[Collected data entries]
____________________
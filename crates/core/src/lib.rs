pub mod adapter;
pub mod availability;
pub mod catalog;
pub mod config;
pub mod cover;
pub mod error;
pub mod isbn;
pub mod memory;
pub mod report;
pub mod urls;

pub mod prelude {
    pub use crate::adapter::{CatalogServices, ObjectMetadataAdapter};
    pub use crate::catalog::*;
    pub use crate::error::*;
}
//! Cover image lookup: cached files, negative markers, and provider checks.
//!
//! Nothing here downloads images. Covers are fetched into the cache by some
//! other process; this module only reports what is already materialized.

use std::path::{Path, PathBuf};

use sha2::{Digest, Sha256};

use crate::catalog::CatalogObject;
use crate::error::Result;

/// Where cover files live and which objects are known to have none.
pub trait CoverCache: Send + Sync {
    /// True when an earlier lookup concluded the object has no cover.
    fn has_negative_marker(&self, object_id: &str) -> bool;

    /// Deterministic storage path of the object's cover file.
    fn image_path(&self, object_id: &str) -> PathBuf;

    /// Public URL of a stored cover file.
    fn public_url(&self, path: &Path) -> String;
}

/// A cover source that can tell whether it has a cover for an object.
pub trait CoverProvider: Send + Sync {
    fn name(&self) -> &str;

    /// Availability check only. Must not download.
    fn check_availability(&self, object: &CatalogObject) -> bool;
}

/// Width and height from the image header, if the file exists and decodes.
pub fn read_dimensions(path: &Path) -> Option<(u32, u32)> {
    if !path.is_file() {
        return None;
    }
    match decode_dimensions(path) {
        Ok(dims) => Some(dims),
        Err(e) => {
            tracing::debug!("Cover {} not decodable: {}", path.display(), e);
            None
        }
    }
}

// Format comes from the file contents; cached covers all carry `.jpg`.
fn decode_dimensions(path: &Path) -> image::ImageResult<(u32, u32)> {
    image::ImageReader::open(path)?
        .with_guessed_format()?
        .into_dimensions()
}

/// Directory-backed cover cache.
///
/// Layout under `root`:
/// - `{sha256(object id)}.jpg` for cover files
/// - `negative/{sha256(object id)}` for negative markers
#[derive(Debug, Clone)]
pub struct DirCoverCache {
    root: PathBuf,
    public_base: String,
}

impl DirCoverCache {
    pub fn new(root: impl AsRef<Path>, public_base: impl Into<String>) -> Self {
        let public_base = public_base.into();
        Self {
            root: root.as_ref().to_path_buf(),
            public_base: public_base.trim_end_matches('/').to_string(),
        }
    }

    /// Record that the object has no cover.
    pub fn mark_negative(&self, object_id: &str) -> Result<()> {
        let path = self.negative_path(object_id);
        if let Some(parent) = path.parent() {
            std::fs::create_dir_all(parent)?;
        }
        std::fs::write(&path, object_id.as_bytes())?;
        Ok(())
    }

    /// Forget a negative marker. Missing markers are not an error.
    pub fn clear_negative(&self, object_id: &str) -> Result<()> {
        let path = self.negative_path(object_id);
        if path.is_file() {
            std::fs::remove_file(&path)?;
        }
        Ok(())
    }

    /// Store cover bytes for an object at its deterministic path.
    pub fn store(&self, object_id: &str, data: &[u8]) -> Result<PathBuf> {
        std::fs::create_dir_all(&self.root)?;
        let path = self.image_path(object_id);
        std::fs::write(&path, data)?;
        Ok(path)
    }

    fn negative_path(&self, object_id: &str) -> PathBuf {
        self.root.join("negative").join(file_key(object_id))
    }
}

impl CoverCache for DirCoverCache {
    fn has_negative_marker(&self, object_id: &str) -> bool {
        self.negative_path(object_id).is_file()
    }

    fn image_path(&self, object_id: &str) -> PathBuf {
        self.root.join(format!("{}.jpg", file_key(object_id)))
    }

    fn public_url(&self, path: &Path) -> String {
        let name = path
            .strip_prefix(&self.root)
            .ok()
            .and_then(|p| p.to_str())
            .or_else(|| path.file_name().and_then(|n| n.to_str()))
            .unwrap_or("");
        format!("{}/{}", self.public_base, name.replace(std::path::MAIN_SEPARATOR, "/"))
    }
}

/// Object ids contain characters that are unsafe in file names; hash them.
fn file_key(object_id: &str) -> String {
    let digest = Sha256::digest(object_id.as_bytes());
    digest.iter().map(|b| format!("{:02x}", b)).collect()
}
/// Top-level error type. All fallible public API functions return this.
#[derive(Debug, thiserror::Error)]
pub enum CatalogError {
    #[error("{kind} not found: {id}")]
    NotFound { kind: EntityKind, id: String },

    #[error("Provider {provider} returned error: {message}")]
    Provider { provider: String, message: String },

    #[error("Malformed catalog fixture: {0}")]
    Fixture(String),

    #[error("Malformed config {path}: {detail}")]
    Config { path: String, detail: String },

    #[error("IO error: {0}")]
    Io(#[from] std::io::Error),
}

impl CatalogError {
    pub fn object_not_found(id: impl Into<String>) -> Self {
        Self::NotFound {
            kind: EntityKind::Object,
            id: id.into(),
        }
    }

    pub fn collection_not_found(id: impl Into<String>) -> Self {
        Self::NotFound {
            kind: EntityKind::Collection,
            id: id.into(),
        }
    }

    pub fn is_not_found(&self) -> bool {
        matches!(self, Self::NotFound { .. })
    }
}

impl From<serde_json::Error> for CatalogError {
    fn from(e: serde_json::Error) -> Self {
        Self::Fixture(e.to_string())
    }
}

/// Kind of catalog entity an id refers to.
#[derive(Debug, Clone, Copy, PartialEq, Eq)]
pub enum EntityKind {
    Object,
    Collection,
}

impl std::fmt::Display for EntityKind {
    fn fmt(&self, f: &mut std::fmt::Formatter<'_>) -> std::fmt::Result {
        let name = match self {
            Self::Object => "Catalog object",
            Self::Collection => "Work collection",
        };
        f.write_str(name)
    }
}

pub type Result<T, E = CatalogError> = std::result::Result<T, E>;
____________________
◆ WHAT YOU WILL DO: Each and every record above needs writing out exactly.

◆ TASK RESULT:
filename crates/core/src/lib.rs
pub mod adapter;
pub mod availability;
pub mod catalog;
pub mod config;
pub mod cover;
pub mod error;
pub mod isbn;
pub mod memory;
pub mod report;
pub mod urls;

pub mod prelude {
    pub use crate::adapter::{CatalogServices, ObjectMetadataAdapter};
    pub use crate::catalog::*;
    pub use crate::error::*;
}
//! Cover image lookup: cached files, negative markers, and provider checks.
//!
//! Nothing here downloads images. Covers are fetched into the cache by some
//! other process; this module only reports what is already materialized.

use std::path::{Path, PathBuf};

use sha2::{Digest, Sha256};

use crate::catalog::CatalogObject;
use crate::error::Result;

/// Where cover files live and which objects are known to have none.
pub trait CoverCache: Send + Sync {
    /// True when an earlier lookup concluded the object has no cover.
    fn has_negative_marker(&self, object_id: &str) -> bool;

    /// Deterministic storage path of the object's cover file.
    fn image_path(&self, object_id: &str) -> PathBuf;

    /// Public URL of a stored cover file.
    fn public_url(&self, path: &Path) -> String;
}

/// A cover source that can tell whether it has a cover for an object.
pub trait CoverProvider: Send + Sync {
    fn name(&self) -> &str;

    /// Availability check only. Must not download.
    fn check_availability(&self, object: &CatalogObject) -> bool;
}

/// Width and height from the image header, if the file exists and decodes.
pub fn read_dimensions(path: &Path) -> Option<(u32, u32)> {
    if !path.is_file() {
        return None;
    }
    match decode_dimensions(path) {
        Ok(dims) => Some(dims),
        Err(e) => {
            tracing::debug!("Cover {} not decodable: {}", path.display(), e);
            None
        }
    }
}

// Format comes from the file contents; cached covers all carry `.jpg`.
fn decode_dimensions(path: &Path) -> image::ImageResult<(u32, u32)> {
    image::ImageReader::open(path)?
        .with_guessed_format()?
        .into_dimensions()
}

/// Directory-backed cover cache.
///
/// Layout under `root`:
/// - `{sha256(object id)}.jpg` for cover files
/// - `negative/{sha256(object id)}` for negative markers
#[derive(Debug, Clone)]
pub struct DirCoverCache {
    root: PathBuf,
    public_base: String,
}

impl DirCoverCache {
    pub fn new(root: impl AsRef<Path>, public_base: impl Into<String>) -> Self {
        let public_base = public_base.into();
        Self {
            root: root.as_ref().to_path_buf(),
            public_base: public_base.trim_end_matches('/').to_string(),
        }
    }

    /// Record that the object has no cover.
    pub fn mark_negative(&self, object_id: &str) -> Result<()> {
        let path = self.negative_path(object_id);
        if let Some(parent) = path.parent() {
            std::fs::create_dir_all(parent)?;
        }
        std::fs::write(&path, object_id.as_bytes())?;
        Ok(())
    }

    /// Forget a negative marker. Missing markers are not an error.
    pub fn clear_negative(&self, object_id: &str) -> Result<()> {
        let path = self.negative_path(object_id);
        if path.is_file() {
            std::fs::remove_file(&path)?;
        }
        Ok(())
    }

    /// Store cover bytes for an object at its deterministic path.
    pub fn store(&self, object_id: &str, data: &[u8]) -> Result<PathBuf> {
        std::fs::create_dir_all(&self.root)?;
        let path = self.image_path(object_id);
        std::fs::write(&path, data)?;
        Ok(path)
    }

    fn negative_path(&self, object_id: &str) -> PathBuf {
        self.root.join("negative").join(file_key(object_id))
    }
}

impl CoverCache for DirCoverCache {
    fn has_negative_marker(&self, object_id: &str) -> bool {
        self.negative_path(object_id).is_file()
    }

    fn image_path(&self, object_id: &str) -> PathBuf {
        self.root.join(format!("{}.jpg", file_key(object_id)))
    }

    fn public_url(&self, path: &Path) -> String {
        let name = path
            .strip_prefix(&self.root)
            .ok()
            .and_then(|p| p.to_str())
            .or_else(|| path.file_name().and_then(|n| n.to_str()))
            .unwrap_or("");
        format!("{}/{}", self.public_base, name.replace(std::path::MAIN_SEPARATOR, "/"))
    }
}

/// Object ids contain characters that are unsafe in file names; hash them.
fn file_key(object_id: &str) -> String {
    let digest = Sha256::digest(object_id.as_bytes());
    digest.iter().map(|b| format!("{:02x}", b)).collect()
}
/// Top-level error type. All fallible public API functions return this.
#[derive(Debug, thiserror::Error)]
pub enum CatalogError {
    #[error("{kind} not found: {id}")]
    NotFound { kind: EntityKind, id: String },

    #[error("Provider {provider} returned error: {message}")]
    Provider { provider: String, message: String },

    #[error("Malformed catalog fixture: {0}")]
    Fixture(String),

    #[error("Malformed config {path}: {detail}")]
    Config { path: String, detail: String },

    #[error("IO error: {0}")]
    Io(#[from] std::io::Error),
}

impl CatalogError {
    pub fn object_not_found(id: impl Into<String>) -> Self {
        Self::NotFound {
            kind: EntityKind::Object,
            id: id.into(),
        }
    }

    pub fn collection_not_found(id: impl Into<String>) -> Self {
        Self::NotFound {
            kind: EntityKind::Collection,
            id: id.into(),
        }
    }

    pub fn is_not_found(&self) -> bool {
        matches!(self, Self::NotFound { .. })
    }
}

impl From<serde_json::Error> for CatalogError {
    fn from(e: serde_json::Error) -> Self {
        Self::Fixture(e.to_string())
    }
}

/// Kind of catalog entity an id refers to.
#[derive(Debug, Clone, Copy, PartialEq, Eq)]
pub enum EntityKind {
    Object,
    Collection,
}

impl std::fmt::Display for EntityKind {
    fn fmt(&self, f: &mut std::fmt::Formatter<'_>) -> std::fmt::Result {
        let name = match self {
            Self::Object => "Catalog object",
            Self::Collection => "Work collection",
        };
        f.write_str(name)
    }
}

pub type Result<T, E = CatalogError> = std::result::Result<T, E>;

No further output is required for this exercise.